Vol. 17, No. 48 Week of November 25, 2012

Explorers 2012: Armstrong producing, partnering

Denver-independent has brought 4 new players to North Slope in past decade; now bringing gas to southern Kenai

Eric Lidji

For Petroleum News

Armstrong Oil & Gas Inc. has been at the front of two revivals in the Alaska oil industry.

Through its exploration in the 2000s, the Denver-based independent proved up two North Slope prospects later brought online by larger companies new to the state at the time.

And in 2007, Armstrong acquired the North Fork unit, a Cook Inlet natural gas field in the southern Kenai Peninsula discovered in the 1960s but never developed. By the time Armstrong brought the field online in 2011, half a dozen other independent companies were exploring prospects across the basin after years of relatively modest activity.

Today, Armstrong is continuing on both fronts.

On the North Slope, it is partnering with the Spanish-major Repsol on a wide-reaching exploration campaign, and evaluating what it believes to be its own attractive leasehold.

In Cook Inlet, it is expanding its efforts at North Fork by increasing the size of the unit, drilling additional wells and helping to establish into new markets in the region.

More work at North Fork

This fall, a subsidiary, Armstrong Cook Inlet, plans to drill two wells at North Fork.

Armstrong began drilling the NFU No. 23-25 well in September and — once work on the first well is completed — planned to subsequently drill the NFU No. 22-35 well.

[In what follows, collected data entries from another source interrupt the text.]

//! Degradation levels

use serde::{Deserialize, Serialize};
use std::fmt;

/// System-wide degradation, totally ordered from `None` to `Critical`
#[derive(
    Debug, Clone, Copy, Default, PartialEq, Eq, PartialOrd, Ord, Hash, Serialize, Deserialize,
)]
#[serde(rename_all = "SCREAMING_SNAKE_CASE")]
#[repr(u8)]
pub enum DegradationLevel {
    /// Fully operational
    #[default]
    None = 0,
    /// Cosmetic reductions
    Minimal = 1,
    /// Optional features off
    Moderate = 2,
    /// Only core features
    Severe = 3,
    /// Emergency mode
    Critical = 4,
}

impl DegradationLevel {
    /// All levels in ascending order
    pub const ALL: [Self; 5] = [
        Self::None,
        Self::Minimal,
        Self::Moderate,
        Self::Severe,
        Self::Critical,
    ];

    /// Numeric value
    #[inline]
    #[must_use]
    pub fn as_u8(self) -> u8 {
        self as u8
    }
}

impl fmt::Display for DegradationLevel {
    fn fmt(&self, f: &mut fmt::Formatter<'_>) -> fmt::Result {
        f.write_str(match self {
            Self::None => "NONE",
            Self::Minimal => "MINIMAL",
            Self::Moderate => "MODERATE",
            Self::Severe => "SEVERE",
            Self::Critical => "CRITICAL",
        })
    }
}

#[cfg(test)]
mod tests {
    use super::*;

    #[test]
    fn total_order_matches_values() {
        for pair in DegradationLevel::ALL.windows(2) {
            assert!(pair[0] < pair[1]);
            assert_eq!(pair[0].as_u8() + 1, pair[1].as_u8());
        }
    }

    #[test]
    fn serde_names() {
        assert_eq!(
            serde_json::to_string(&DegradationLevel::Moderate).unwrap(),
            r#""MODERATE""#
        );
        assert_eq!(DegradationLevel::Critical.to_string(), "CRITICAL");
    }
}
//! Facade owning one guard, one monitor and one controller

use crate::config::{ConfigError, ResilienceConfig};
use bulwark_degrade::{DegradationController, DegradationError, SystemStatus};
use bulwark_guard::{ExecutionGuard, GuardError, GuardHealthStatus, RecoveryOptions};
use bulwark_health::{HealthEvent, HealthMonitor, HealthReport};
use parking_lot::Mutex;
use serde::{Deserialize, Serialize};
use std::error::Error;
use std::future::Future;
use std::sync::atomic::{AtomicBool, Ordering};
use std::sync::Arc;
use std::time::Duration;
use tokio::sync::broadcast::error::RecvError;
use tokio::task::JoinHandle;
use tokio::time::Instant;

/// Combined status of all three components
#[derive(Debug, Clone, PartialEq, Serialize, Deserialize)]
pub struct ResilienceStatus {
    /// Breakers and error histogram
    pub guard: GuardHealthStatus,
    /// Probed services and metrics
    pub health: HealthReport,
    /// Level, services, features, actions
    pub degradation: SystemStatus,
}

/// Resilience core
///
/// Guard outcomes reported through [`Resilience::call`] and, once bridged,
/// health probe results feed the degradation controller.
pub struct Resilience {
    guard: ExecutionGuard,
    monitor: HealthMonitor,
    controller: Arc<DegradationController>,
    bridge: Mutex<Option<JoinHandle<()>>>,
}

impl Resilience {
    /// Build all components from a validated config
    ///
    /// # Errors
    /// Validation failure.
    pub fn new(config: &ResilienceConfig) -> Result<Self, ConfigError> {
        config.validate()?;
        Ok(Self {
            guard: ExecutionGuard::with_config(config.guard_config()),
            monitor: HealthMonitor::with_config(config.health.clone()),
            controller: Arc::new(DegradationController::with_config(config.degradation.clone())),
            bridge: Mutex::new(None),
        })
    }

    /// Execution guard
    #[inline]
    #[must_use]
    pub fn guard(&self) -> &ExecutionGuard {
        &self.guard
    }

    /// Health monitor
    #[inline]
    #[must_use]
    pub fn monitor(&self) -> &HealthMonitor {
        &self.monitor
    }

    /// Degradation controller
    #[inline]
    #[must_use]
    pub fn controller(&self) -> &Arc<DegradationController> {
        &self.controller
    }

    /// Run `operation` through the guard and report the primary's outcome
    ///
    /// The outcome is recorded against `service` in the controller when the
    /// service is registered there: success if any attempt succeeded,
    /// failure otherwise (a value served by a fallback still counts as a
    /// failure).
    ///
    /// # Errors
    /// Whatever [`ExecutionGuard::execute_with_recovery`] returns.
    pub async fn call<T, E, F, Fut>(
        &self,
        service: &str,
        options: RecoveryOptions<T>,
        mut operation: F,
    ) -> Result<T, GuardError<E>>
    where
        T: Send,
        E: Error + Send + Sync + 'static,
        F: FnMut() -> Fut,
        Fut: Future<Output = Result<T, E>>,
    {
        let primary_succeeded = AtomicBool::new(false);
        let started = Instant::now();

        let result = self
            .guard
            .execute_with_recovery(service, options, || {
                let attempt = operation();
                let flag = &primary_succeeded;
                async move {
                    let outcome = attempt.await;
                    if outcome.is_ok() {
                        flag.store(true, Ordering::Relaxed);
                    }
                    outcome
                }
            })
            .await;

        let success = primary_succeeded.load(Ordering::Relaxed);
        match self
            .controller
            .record_service_result(service, success, Some(started.elapsed()))
        {
            Ok(_) | Err(DegradationError::UnknownService(_)) => {}
            Err(error) => tracing::warn!(service = %service, error = %error, "outcome not recorded"),
        }
        result
    }

    /// Feed health probe results into the controller
    ///
    /// HEALTHY counts as success, anything else as failure. Results for
    /// services the controller does not know are ignored. Must be called
    /// from within a tokio runtime; returns `false` if already bridged.
    pub fn bridge_health(&self) -> bool {
        let mut bridge = self.bridge.lock();
        if bridge.is_some() {
            return false;
        }

        let mut events = self.monitor.subscribe();
        let controller = Arc::clone(&self.controller);
        *bridge = Some(tokio::spawn(async move {
            loop {
                match events.recv().await {
                    Ok(HealthEvent::ProbeCompleted {
                        service,
                        status,
                        latency,
                    }) => record_probe(&controller, &service, status.is_healthy(), latency),
                    Ok(_) => {}
                    Err(RecvError::Lagged(skipped)) => {
                        tracing::warn!(skipped, "health bridge lagged, probe results dropped");
                    }
                    Err(RecvError::Closed) => break,
                }
            }
        }));
        true
    }

    /// Bridge health into the controller and start the monitor loops
    pub fn start(&self) -> bool {
        self.bridge_health();
        self.monitor.start()
    }

    /// Stop the monitor loops and the bridge
    pub async fn stop(&self) -> bool {
        let stopped = self.monitor.stop().await;
        if let Some(handle) = self.bridge.lock().take() {
            handle.abort();
        }
        stopped
    }

    /// Status of every component
    #[must_use]
    pub fn status(&self) -> ResilienceStatus {
        ResilienceStatus {
            guard: self.guard.get_health_status(),
            health: self.monitor.get_health_status(),
            degradation: self.controller.get_system_status(),
        }
    }
}

fn record_probe(controller: &DegradationController, service: &str, healthy: bool, latency: Duration) {
    match controller.record_service_result(service, healthy, Some(latency)) {
        Ok(_) | Err(DegradationError::UnknownService(_)) => {}
        Err(error) => tracing::warn!(service = %service, error = %error, "probe result not recorded"),
    }
}

impl Drop for Resilience {
    fn drop(&mut self) {
        if let Some(handle) = self.bridge.get_mut().take() {
            handle.abort();
        }
    }
}

impl std::fmt::Debug for Resilience {
    fn fmt(&self, f: &mut std::fmt::Formatter<'_>) -> std::fmt::Result {
        f.debug_struct("Resilience")
            .field("guard", &self.guard)
            .field("monitor", &self.monitor)
            .field("controller", &self.controller)
            .field("bridged", &self.bridge.lock().is_some())
            .finish()
    }
}
//! Serialize [`Duration`] as integer milliseconds
//!
//! Use with `#[serde(with = "bulwark_core::serde_ms")]`.

use serde::{Deserialize, Deserializer, Serializer};
use std::time::Duration;

/// Serialize as milliseconds
///
/// # Errors
/// Propagates serializer errors.
pub fn serialize<S: Serializer>(duration: &Duration, serializer: S) -> Result<S::Ok, S::Error> {
    serializer.serialize_u64(u64::try_from(duration.as_millis()).unwrap_or(u64::MAX))
}

/// Deserialize from milliseconds
///
/// # Errors
/// Fails if the value is not a non-negative integer.
pub fn deserialize<'de, D: Deserializer<'de>>(deserializer: D) -> Result<Duration, D::Error> {
    u64::deserialize(deserializer).map(Duration::from_millis)
}
impl HealthMonitor {
    /// Create monitor with default configuration
    #[inline]
    #[must_use]
    pub fn new() -> Self {
        Self::with_config(HealthConfig::default())
    }

    /// Create monitor with configuration
    #[must_use]
    pub fn with_config(config: HealthConfig) -> Self {
        let alerts = AlertManager::new(config.alert_cooldown, config.alert_channels.clone());
        let history = MetricsHistory::new(config.history_capacity);
        Self {
            inner: Arc::new(Inner {
                config,
                services: RwLock::new(IndexMap::new()),
                alerts: Mutex::new(alerts),
                history: Mutex::new(history),
                overall: Mutex::new(HealthStatus::Healthy),
                sampler: ProcessSampler::new(),
                events: EventBus::default(),
            }),
            running: Mutex::new(None),
        }
    }

    /// Monitor configuration
    #[inline]
    #[must_use]
    pub fn config(&self) -> &HealthConfig {
        &self.inner.config
    }

    /// Subscribe to monitor events
    #[inline]
    #[must_use]
    pub fn subscribe(&self) -> broadcast::Receiver<HealthEvent> {
        self.inner.events.subscribe()
    }

    /// Register a probe; replaces any probe (and its stats) under the same name
    pub fn register_health_check(&self, name: impl Into<String>, probe: impl HealthProbe + 'static) {
        let name = name.into();
        tracing::debug!(service = %name, "health check registered");
        self.inner.services.write().insert(
            name.clone(),
            Registered {
                probe: Arc::new(probe),
                health: ServiceHealth::new(name),
            },
        );
    }

    /// Remove a probe and its record
    pub fn unregister_health_check(&self, name: &str) -> bool {
        let removed = self.inner.services.write().shift_remove(name).is_some();
        if removed {
            self.inner.alerts.lock().clear_source(name);
            self.inner.refresh_overall();
        }
        removed
    }

    /// Start the periodic loops
    ///
    /// Must be called from within a tokio runtime. Returns `false` if the
    /// loops are already running.
    pub fn start(&self) -> bool {
        let mut running = self.running.lock();
        if running.is_some() {
            return false;
        }

        let (shutdown, rx) = watch::channel(false);
        let handles = vec![
            tokio::spawn(health_loop(Arc::clone(&self.inner), rx.clone())),
            tokio::spawn(metrics_loop(Arc::clone(&self.inner), rx)),
        ];
        *running = Some(Running { shutdown, handles });

        tracing::info!(
            check_interval_ms = self.inner.config.check_interval.as_millis() as u64,
            metrics_interval_ms = self.inner.config.metrics_interval.as_millis() as u64,
            "health monitoring started"
        );
        self.inner.events.publish(HealthEvent::MonitoringStarted);
        true
    }

    /// Stop the periodic loops
    ///
    /// Returns `false` if they were not running.
    pub async fn stop(&self) -> bool {
        let Some(running) = self.running.lock().take() else {
            return false;
        };

        running.shutdown.send_replace(true);
        for handle in running.handles {
            if let Err(error) = handle.await {
                tracing::error!(error = %error, "health monitor loop terminated abnormally");
            }
        }

        tracing::info!("health monitoring stopped");
        self.inner.events.publish(HealthEvent::MonitoringStopped);
        true
    }

    /// Whether the periodic loops are running
    #[must_use]
    pub fn is_running(&self) -> bool {
        self.running.lock().is_some()
    }

    /// Run every probe once and recompute the overall status
    pub async fn run_health_checks(&self) -> HealthStatus {
        self.inner.run_health_checks().await
    }

    /// Run one probe now
    ///
    /// # Errors
    /// [`HealthError::UnknownService`] if no probe is registered under `name`.
    pub async fn force_health_check(&self, name: &str) -> Result<ServiceHealth, HealthError> {
        let probe = self
            .inner
            .services
            .read()
            .get(name)
            .map(|entry| Arc::clone(&entry.probe))
            .ok_or_else(|| HealthError::UnknownService(name.to_string()))?;

        let (result, latency) = self.inner.probe_once(name, probe).await;
        let health = self
            .inner
            .apply(name, result, latency)
            .ok_or_else(|| HealthError::UnknownService(name.to_string()))?;
        self.inner.refresh_overall();
        Ok(health)
    }

    /// Take a metrics sample now
    pub fn collect_metrics(&self) -> SystemMetricsSample {
        self.inner.collect_metrics()
    }

    /// Reset a service's record to a fresh HEALTHY one
    ///
    /// # Errors
    /// [`HealthError::UnknownService`] if no probe is registered under `name`.
    pub fn reset_service_stats(&self, name: &str) -> Result<(), HealthError> {
        {
            let mut services = self.inner.services.write();
            let entry = services
                .get_mut(name)
                .ok_or_else(|| HealthError::UnknownService(name.to_string()))?;
            entry.health = ServiceHealth::new(name);
        }
        self.inner.alerts.lock().clear_source(name);
        self.inner.refresh_overall();
        tracing::info!(service = %name, "service health stats reset");
        Ok(())
    }

    /// Up to `limit` most recent metrics samples, oldest first
    #[must_use]
    pub fn get_metrics_history(&self, limit: Option<usize>) -> Vec<SystemMetricsSample> {
        self.inner.history.lock().recent(limit)
    }

    /// Recorded health of one service
    #[must_use]
    pub fn service_health(&self, name: &str) -> Option<ServiceHealth> {
        self.inner
            .services
            .read()
            .get(name)
            .map(|entry| entry.health.clone())
    }

    /// Overall status as of the last check cycle
    #[must_use]
    pub fn overall_status(&self) -> HealthStatus {
        *self.inner.overall.lock()
    }

    /// Full snapshot
    #[must_use]
    pub fn get_health_status(&self) -> HealthReport {
        let services: Vec<ServiceHealth> = self
            .inner
            .services
            .read()
            .values()
            .map(|entry| entry.health.clone())
            .collect();
        let counts = StatusCounts::tally(services.iter().map(|s| s.status));

        HealthReport {
            overall: counts.overall(),
            services,
            counts,
            running: self.is_running(),
            latest_metrics: self.inner.history.lock().latest().cloned(),
        }
    }
}
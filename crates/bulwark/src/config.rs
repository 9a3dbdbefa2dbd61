//! Aggregated configuration
//!
//! One file configures every component:
//!
//! ```toml
//! [retry]
//! max_attempts = 5
//! base_delay_ms = 200
//!
//! [circuit_breaker]
//! failure_threshold = 3
//!
//! [health]
//! check_interval_ms = 15000
//! alert_channels = ["log"]
//!
//! [[degradation.services]]
//! name = "database"
//! essential = true
//! degradation_threshold = 3
//! ```
//!
//! The format follows the file extension (`.toml`, `.yaml`, `.yml`).

use bulwark_core::TelemetryConfig;
use bulwark_degrade::{DegradationConfig, DegradationError};
use bulwark_guard::{CircuitBreakerConfig, GuardConfig, GuardConfigError, RetryConfig};
use bulwark_health::{HealthConfig, HealthError};
use serde::{Deserialize, Serialize};
use std::fmt;
use std::path::{Path, PathBuf};
use std::str::FromStr;

/// Configuration loading and validation errors
#[derive(Debug, thiserror::Error)]
pub enum ConfigError {
    /// File could not be read
    #[error("failed to read config file {}: {source}", .path.display())]
    Io {
        /// File path
        path: PathBuf,
        /// Underlying error
        #[source]
        source: std::io::Error,
    },

    /// Extension not recognised
    #[error("unsupported config format '{0}' (expected toml, yaml or yml)")]
    UnsupportedFormat(String),

    /// TOML parse error
    #[error("invalid TOML: {0}")]
    Toml(#[from] toml::de::Error),

    /// TOML serialisation error
    #[error("failed to render TOML: {0}")]
    TomlRender(#[from] toml::ser::Error),

    /// YAML parse or serialisation error
    #[error("invalid YAML: {0}")]
    Yaml(#[from] serde_yaml::Error),

    /// Guard settings rejected
    #[error(transparent)]
    Guard(#[from] GuardConfigError),

    /// Health settings rejected
    #[error(transparent)]
    Health(#[from] HealthError),

    /// Degradation settings rejected
    #[error(transparent)]
    Degradation(#[from] DegradationError),
}

/// Serialisation format
#[derive(Debug, Clone, Copy, PartialEq, Eq)]
pub enum ConfigFormat {
    /// TOML
    Toml,
    /// YAML
    Yaml,
}

impl ConfigFormat {
    /// Format implied by a file extension
    ///
    /// # Errors
    /// [`ConfigError::UnsupportedFormat`] for anything else.
    pub fn from_path(path: &Path) -> Result<Self, ConfigError> {
        let extension = path
            .extension()
            .and_then(|e| e.to_str())
            .unwrap_or_default();
        extension.parse()
    }
}

impl FromStr for ConfigFormat {
    type Err = ConfigError;

    fn from_str(s: &str) -> Result<Self, Self::Err> {
        match s.to_ascii_lowercase().as_str() {
            "toml" => Ok(Self::Toml),
            "yaml" | "yml" => Ok(Self::Yaml),
            other => Err(ConfigError::UnsupportedFormat(other.to_string())),
        }
    }
}

impl fmt::Display for ConfigFormat {
    fn fmt(&self, f: &mut fmt::Formatter<'_>) -> fmt::Result {
        f.write_str(match self {
            Self::Toml => "toml",
            Self::Yaml => "yaml",
        })
    }
}

/// Settings for every component
#[derive(Debug, Clone, Default, PartialEq, Serialize, Deserialize)]
#[serde(default)]
pub struct ResilienceConfig {
    /// Default retry policy
    pub retry: RetryConfig,
    /// Default circuit breaker
    pub circuit_breaker: CircuitBreakerConfig,
    /// Health monitor
    pub health: HealthConfig,
    /// Degradation controller
    pub degradation: DegradationConfig,
    /// Logging
    pub telemetry: TelemetryConfig,
}

impl ResilienceConfig {
    /// Load and validate a config file
    ///
    /// # Errors
    /// I/O, format, parse or validation failure.
    pub fn from_file(path: impl AsRef<Path>) -> Result<Self, ConfigError> {
        let path = path.as_ref();
        let format = ConfigFormat::from_path(path)?;
        let content = std::fs::read_to_string(path).map_err(|source| ConfigError::Io {
            path: path.to_path_buf(),
            source,
        })?;
        let config = Self::from_str_as(&content, format)?;
        tracing::debug!(path = %path.display(), %format, "configuration loaded");
        Ok(config)
    }

    /// Parse and validate a config string
    ///
    /// # Errors
    /// Parse or validation failure.
    pub fn from_str_as(content: &str, format: ConfigFormat) -> Result<Self, ConfigError> {
        let config: Self = match format {
            ConfigFormat::Toml => toml::from_str(content)?,
            ConfigFormat::Yaml => serde_yaml::from_str(content)?,
        };
        config.validate()?;
        Ok(config)
    }

    /// Render in `format`
    ///
    /// # Errors
    /// Serialisation failure.
    pub fn render(&self, format: ConfigFormat) -> Result<String, ConfigError> {
        Ok(match format {
            ConfigFormat::Toml => toml::to_string_pretty(self)?,
            ConfigFormat::Yaml => serde_yaml::to_string(self)?,
        })
    }

    /// Check every component's invariants
    ///
    /// # Errors
    /// The first violation found.
    pub fn validate(&self) -> Result<(), ConfigError> {
        self.guard_config().validate()?;
        self.health.validate()?;
        self.degradation.validate()?;
        Ok(())
    }

    /// Guard defaults derived from this config
    #[must_use]
    pub fn guard_config(&self) -> GuardConfig {
        GuardConfig {
            retry: self.retry,
            circuit_breaker: self.circuit_breaker,
        }
    }
}
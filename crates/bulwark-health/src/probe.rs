//! Health probes

use crate::types::HealthStatus;
use async_trait::async_trait;
use serde::{Deserialize, Serialize};
use std::collections::BTreeMap;
use std::future::Future;

/// Outcome reported by a probe
///
/// The monitor supplies latency and timestamp; the probe supplies only
/// status, message and metadata.
#[derive(Debug, Clone, PartialEq, Eq, Serialize, Deserialize)]
pub struct ProbeResult {
    /// Reported status
    pub status: HealthStatus,
    /// Optional human-readable detail
    pub message: Option<String>,
    /// Optional probe-specific data
    #[serde(default, skip_serializing_if = "BTreeMap::is_empty")]
    pub metadata: BTreeMap<String, String>,
}

impl ProbeResult {
    /// Result with status and no message
    #[inline]
    #[must_use]
    pub fn new(status: HealthStatus) -> Self {
        Self {
            status,
            message: None,
            metadata: BTreeMap::new(),
        }
    }

    /// Healthy result
    #[inline]
    #[must_use]
    pub fn healthy() -> Self {
        Self::new(HealthStatus::Healthy)
    }

    /// Critical result with message
    #[inline]
    #[must_use]
    pub fn critical(message: impl Into<String>) -> Self {
        Self::new(HealthStatus::Critical).with_message(message)
    }

    /// With message
    #[inline]
    #[must_use]
    pub fn with_message(mut self, message: impl Into<String>) -> Self {
        self.message = Some(message.into());
        self
    }

    /// With metadata entry
    #[inline]
    #[must_use]
    pub fn with_metadata(mut self, key: impl Into<String>, value: impl Into<String>) -> Self {
        self.metadata.insert(key.into(), value.into());
        self
    }
}

/// Named service check
///
/// Errors are never propagated by the monitor; they are recorded as a
/// critical result.
#[async_trait]
pub trait HealthProbe: Send + Sync {
    /// Check the service
    async fn check(&self) -> anyhow::Result<ProbeResult>;
}

/// [`HealthProbe`] backed by an async closure
#[derive(Debug, Clone)]
pub struct FnProbe<F>(F);

#[async_trait]
impl<F, Fut> HealthProbe for FnProbe<F>
where
    F: Fn() -> Fut + Send + Sync,
    Fut: Future<Output = anyhow::Result<ProbeResult>> + Send + 'static,
{
    async fn check(&self) -> anyhow::Result<ProbeResult> {
        (self.0)().await
    }
}

/// Wrap an async closure as a [`HealthProbe`]
#[inline]
#[must_use]
pub fn probe_fn<F>(f: F) -> FnProbe<F> {
    FnProbe(f)
}

#[cfg(test)]
mod tests {
    use super::*;

    #[tokio::test]
    async fn closure_probe() {
        let probe = probe_fn(|| async { Ok::<_, anyhow::Error>(ProbeResult::healthy().with_metadata("pool", "4")) });
        let result = probe.check().await.unwrap();
        assert_eq!(result.status, HealthStatus::Healthy);
        assert_eq!(result.metadata["pool"], "4");
    }

    #[test]
    fn critical_carries_message() {
        let result = ProbeResult::critical("timed out");
        assert_eq!(result.status, HealthStatus::Critical);
        assert_eq!(result.message.as_deref(), Some("timed out"));
    }
}
//! Testing utilities for the bulwark workspace
//!
//! Shared doubles for fallible operations and health probes.

#![allow(missing_docs)]

use parking_lot::Mutex;
use std::collections::VecDeque;
use std::future::Future;
use std::sync::atomic::{AtomicU32, Ordering};

/// Error whose message drives classification
#[derive(Debug, Clone, PartialEq, Eq, thiserror::Error)]
#[error("{message}")]
pub struct TestError {
    pub message: String,
}

impl TestError {
    pub fn new(message: impl Into<String>) -> Self {
        Self {
            message: message.into(),
        }
    }

    pub fn network() -> Self {
        Self::new("network connection refused")
    }

    pub fn validation() -> Self {
        Self::new("invalid argument")
    }

    pub fn database() -> Self {
        Self::new("database connection lost")
    }
}

/// Operation that fails a fixed number of times before succeeding
#[derive(Debug)]
pub struct FlakyOperation<T> {
    failures_before_success: u32,
    error: TestError,
    value: T,
    calls: AtomicU32,
}

impl<T: Clone> FlakyOperation<T> {
    pub fn new(failures_before_success: u32, value: T) -> Self {
        Self {
            failures_before_success,
            error: TestError::network(),
            value,
            calls: AtomicU32::new(0),
        }
    }

    /// Never succeeds
    pub fn always_failing(value: T) -> Self {
        Self::new(u32::MAX, value)
    }

    #[must_use]
    pub fn with_error(mut self, error: TestError) -> Self {
        self.error = error;
        self
    }

    pub fn call(&self) -> impl Future<Output = Result<T, TestError>> + Send + 'static
    where
        T: Send + 'static,
    {
        let n = self.calls.fetch_add(1, Ordering::SeqCst);
        let outcome = if n < self.failures_before_success {
            Err(self.error.clone())
        } else {
            Ok(self.value.clone())
        };
        async move { outcome }
    }

    pub fn calls(&self) -> u32 {
        self.calls.load(Ordering::SeqCst)
    }
}

/// Sequence of probe outcomes; the last one repeats once the script runs out
#[derive(Debug)]
pub struct ScriptedProbe {
    script: Mutex<VecDeque<bool>>,
    last: Mutex<bool>,
    calls: AtomicU32,
}

impl ScriptedProbe {
    pub fn new(outcomes: impl IntoIterator<Item = bool>) -> Self {
        Self {
            script: Mutex::new(outcomes.into_iter().collect()),
            last: Mutex::new(true),
            calls: AtomicU32::new(0),
        }
    }

    pub fn always(healthy: bool) -> Self {
        let probe = Self::new([]);
        *probe.last.lock() = healthy;
        probe
    }

    /// Next scripted outcome
    pub fn next_outcome(&self) -> bool {
        self.calls.fetch_add(1, Ordering::SeqCst);
        match self.script.lock().pop_front() {
            Some(outcome) => {
                *self.last.lock() = outcome;
                outcome
            }
            None => *self.last.lock(),
        }
    }

    pub fn calls(&self) -> u32 {
        self.calls.load(Ordering::SeqCst)
    }
}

(Armstrong permitted four locations total, but only plans to drill two wells for now.)

Both wells aim to increase natural gas production at the southern Kenai Peninsula field, Vice President of Land and Business Development Ed Kerr told Petroleum News Sept. 18. Additionally, Armstrong plans to upgrade facilities to accommodate the changing composition of its production stream and to install compression to increase deliverability.

Both wells start from the existing North Fork facilities. The NFU No. 23-25 well extends to a bottom-hole location to the east while the NFU No. 22-35 well would extend to bottom hole location to the south, according to filings Armstrong made to state agencies.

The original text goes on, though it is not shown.